(Dataset entries)
######

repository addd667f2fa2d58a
use axum::extract::FromRequestParts;
use axum::http::request::Parts;

use crate::services::auth::AuthError;
use crate::state::AppState;

use super::CurrentUser;

/// Handler で CurrentUser を受け取るための extractor
/// middleware が CurrentUser を request.extensions() に insert 済みである前提
/// 見つからない場合は 401 Invalid token を返す（ミドルウェア未設定）
pub struct CurrentUserExtractor(pub CurrentUser);

impl FromRequestParts<AppState> for CurrentUserExtractor
where
    AppState: Send + Sync,
{
    type Rejection = AuthError;

    async fn from_request_parts(
        parts: &mut Parts,
        _state: &AppState,
    ) -> Result<Self, Self::Rejection> {
        parts
            .extensions
            .get::<CurrentUser>()
            .cloned()
            .map(CurrentUserExtractor)
            .ok_or(AuthError::MissingCredential)
    }
}
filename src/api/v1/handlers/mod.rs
pub mod health;
pub mod users;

######

Each line above that has the word "extensions" must be copied.

/// middleware が CurrentUser を request.extensions() に insert 済みである前提
            .extensions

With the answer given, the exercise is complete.